** WHAT YOU ARE ASKED TO DO **
Give the data again exactly as it is written.

[Collected data]

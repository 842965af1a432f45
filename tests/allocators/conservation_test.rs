/*!
 * Conservation Property Tests
 * Buddy accounting stays exact under arbitrary allocate/free sequences
 */

use pool_allocators::memory::{AllocatorKind, BuddyAllocator, MemoryAllocator, PoolAllocator};
use proptest::prelude::*;

#[derive(Debug, Clone)]
enum Op {
    Allocate(usize),
    Free(usize),
}

fn op_strategy() -> impl Strategy<Value = Op> {
    prop_oneof![
        3 => (1usize..3000).prop_map(Op::Allocate),
        2 => any::<usize>().prop_map(Op::Free),
    ]
}

proptest! {
    #[test]
    fn buddy_used_plus_free_equals_total(ops in prop::collection::vec(op_strategy(), 1..200)) {
        let mut p2 = BuddyAllocator::new(16 * 1024).unwrap();
        let total = p2.total_size();
        let mut live: Vec<(usize, usize)> = Vec::new();

        for op in ops {
            match op {
                Op::Allocate(size) => {
                    if let Ok(addr) = p2.allocate(size) {
                        live.push((addr, size));
                    }
                }
                Op::Free(pick) => {
                    if !live.is_empty() {
                        let (addr, size) = live.swap_remove(pick % live.len());
                        p2.free(addr, size);
                    }
                }
            }
            prop_assert_eq!(p2.used_size() + p2.free_bytes(), total);
        }

        for (addr, size) in live.drain(..) {
            p2.free(addr, size);
        }
        prop_assert_eq!(p2.used_size(), 0);
        prop_assert_eq!(p2.free_blocks(p2.max_order()), vec![0]);
    }

    #[test]
    fn used_size_never_exceeds_total(sizes in prop::collection::vec(1usize..5000, 1..150)) {
        for kind in AllocatorKind::ALL {
            let mut allocator = MemoryAllocator::create(kind, 32 * 1024).unwrap();
            let mut live = Vec::new();
            for &size in &sizes {
                if let Ok(addr) = allocator.allocate(size) {
                    live.push((addr, size));
                }
                prop_assert!(allocator.used_size() <= allocator.total_size());
            }
            for (addr, size) in live {
                allocator.free(addr, size);
            }
            prop_assert_eq!(allocator.used_size(), 0);
        }
    }
}
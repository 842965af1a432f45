/*!
 * Memory Module
 * Fixed-pool allocation engines behind one facade
 *
 * - **Segregated** (McKusick-Karels): power-of-2 size classes carved at
 *   creation, one free list per class, no splitting or merging
 * - **Buddy** (Power-of-2): binary splitting on allocation, XOR-buddy
 *   coalescing on free
 *
 * Both engines hand out byte offsets into a pool they own exclusively and
 * keep their free lists inside the pool bytes.
 */

pub mod allocator;
pub mod buddy;
pub mod pool;
pub mod segregated;
pub mod traits;
pub mod types;

// Re-export for convenience
pub use allocator::MemoryAllocator;
pub use buddy::BuddyAllocator;
pub use pool::Pool;
pub use segregated::SegregatedAllocator;
pub use traits::*;
pub use types::*;
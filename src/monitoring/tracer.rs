/*!
 * Structured Tracing
 * Subscriber setup for the benchmark driver using the tracing crate
 */

use tracing::info;
use tracing_subscriber::{
    fmt::format::FmtSpan, layer::SubscriberExt, util::SubscriberInitExt, EnvFilter,
};

/// Environment switch for JSON log output
pub const ENV_TRACE_JSON: &str = "ALLOCBENCH_TRACE_JSON";

/// Initialize structured tracing
///
/// Environment variables:
/// - RUST_LOG: Set log level (default: info)
/// - ALLOCBENCH_TRACE_JSON: Enable JSON output (default: false)
///
/// Returns false if a global subscriber was already installed.
pub fn init_tracing() -> bool {
    let env_filter = EnvFilter::try_from_default_env().unwrap_or_else(|_| EnvFilter::new("info"));

    let use_json = std::env::var(ENV_TRACE_JSON)
        .map(|v| v == "1" || v.eq_ignore_ascii_case("true"))
        .unwrap_or(false);

    let registry = tracing_subscriber::registry().with(env_filter);

    let installed = if use_json {
        // JSON output for parsing; logs go to stderr so stdout stays the report
        registry
            .with(
                tracing_subscriber::fmt::layer()
                    .json()
                    .with_writer(std::io::stderr)
                    .with_target(true)
                    .with_current_span(true)
                    .with_span_list(true)
                    .with_span_events(FmtSpan::CLOSE),
            )
            .try_init()
            .is_ok()
    } else {
        registry
            .with(
                tracing_subscriber::fmt::layer()
                    .with_writer(std::io::stderr)
                    .with_target(true)
                    .with_line_number(true)
                    .with_file(true)
                    .compact(),
            )
            .try_init()
            .is_ok()
    };

    if installed {
        info!(json = use_json, "Structured tracing initialized");
    }
    installed
}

** SOLUTION TO THIS PROBLEM **
repository 842965af1a432f45
filename tests/allocators/conservation_test.rs
/*!
 * Conservation Property Tests
 * Buddy accounting stays exact under arbitrary allocate/free sequences
 */

use pool_allocators::memory::{AllocatorKind, BuddyAllocator, MemoryAllocator, PoolAllocator};
use proptest::prelude::*;

#[derive(Debug, Clone)]
enum Op {
    Allocate(usize),
    Free(usize),
}

fn op_strategy() -> impl Strategy<Value = Op> {
    prop_oneof![
        3 => (1usize..3000).prop_map(Op::Allocate),
        2 => any::<usize>().prop_map(Op::Free),
    ]
}

proptest! {
    #[test]
    fn buddy_used_plus_free_equals_total(ops in prop::collection::vec(op_strategy(), 1..200)) {
        let mut p2 = BuddyAllocator::new(16 * 1024).unwrap();
        let total = p2.total_size();
        let mut live: Vec<(usize, usize)> = Vec::new();

        for op in ops {
            match op {
                Op::Allocate(size) => {
                    if let Ok(addr) = p2.allocate(size) {
                        live.push((addr, size));
                    }
                }
                Op::Free(pick) => {
                    if !live.is_empty() {
                        let (addr, size) = live.swap_remove(pick % live.len());
                        p2.free(addr, size);
                    }
                }
            }
            prop_assert_eq!(p2.used_size() + p2.free_bytes(), total);
        }

        for (addr, size) in live.drain(..) {
            p2.free(addr, size);
        }
        prop_assert_eq!(p2.used_size(), 0);
        prop_assert_eq!(p2.free_blocks(p2.max_order()), vec![0]);
    }

    #[test]
    fn used_size_never_exceeds_total(sizes in prop::collection::vec(1usize..5000, 1..150)) {
        for kind in AllocatorKind::ALL {
            let mut allocator = MemoryAllocator::create(kind, 32 * 1024).unwrap();
            let mut live = Vec::new();
            for &size in &sizes {
                if let Ok(addr) = allocator.allocate(size) {
                    live.push((addr, size));
                }
                prop_assert!(allocator.used_size() <= allocator.total_size());
            }
            for (addr, size) in live {
                allocator.free(addr, size);
            }
            prop_assert_eq!(allocator.used_size(), 0);
        }
    }
}
repository 842965af1a432f45
/*!
 * Memory Module
 * Fixed-pool allocation engines behind one facade
 *
 * - **Segregated** (McKusick-Karels): power-of-2 size classes carved at
 *   creation, one free list per class, no splitting or merging
 * - **Buddy** (Power-of-2): binary splitting on allocation, XOR-buddy
 *   coalescing on free
 *
 * Both engines hand out byte offsets into a pool they own exclusively and
 * keep their free lists inside the pool bytes.
 */

pub mod allocator;
pub mod buddy;
pub mod pool;
pub mod segregated;
pub mod traits;
pub mod types;

// Re-export for convenience
pub use allocator::MemoryAllocator;
pub use buddy::BuddyAllocator;
pub use pool::Pool;
pub use segregated::SegregatedAllocator;
pub use traits::*;
pub use types::*;
filename src/monitoring/tracer.rs
/*!
 * Structured Tracing
 * Subscriber setup for the benchmark driver using the tracing crate
 */

use tracing::info;
use tracing_subscriber::{
    fmt::format::FmtSpan, layer::SubscriberExt, util::SubscriberInitExt, EnvFilter,
};

/// Environment switch for JSON log output
pub const ENV_TRACE_JSON: &str = "ALLOCBENCH_TRACE_JSON";

/// Initialize structured tracing
///
/// Environment variables:
/// - RUST_LOG: Set log level (default: info)
/// - ALLOCBENCH_TRACE_JSON: Enable JSON output (default: false)
///
/// Returns false if a global subscriber was already installed.
pub fn init_tracing() -> bool {
    let env_filter = EnvFilter::try_from_default_env().unwrap_or_else(|_| EnvFilter::new("info"));

    let use_json = std::env::var(ENV_TRACE_JSON)
        .map(|v| v == "1" || v.eq_ignore_ascii_case("true"))
        .unwrap_or(false);

    let registry = tracing_subscriber::registry().with(env_filter);

    let installed = if use_json {
        // JSON output for parsing; logs go to stderr so stdout stays the report
        registry
            .with(
                tracing_subscriber::fmt::layer()
                    .json()
                    .with_writer(std::io::stderr)
                    .with_target(true)
                    .with_current_span(true)
                    .with_span_list(true)
                    .with_span_events(FmtSpan::CLOSE),
            )
            .try_init()
            .is_ok()
    } else {
        registry
            .with(
                tracing_subscriber::fmt::layer()
                    .with_writer(std::io::stderr)
                    .with_target(true)
                    .with_line_number(true)
                    .with_file(true)
                    .compact(),
            )
            .try_init()
            .is_ok()
    };

    if installed {
        info!(json = use_json, "Structured tracing initialized");
    }
    installed
}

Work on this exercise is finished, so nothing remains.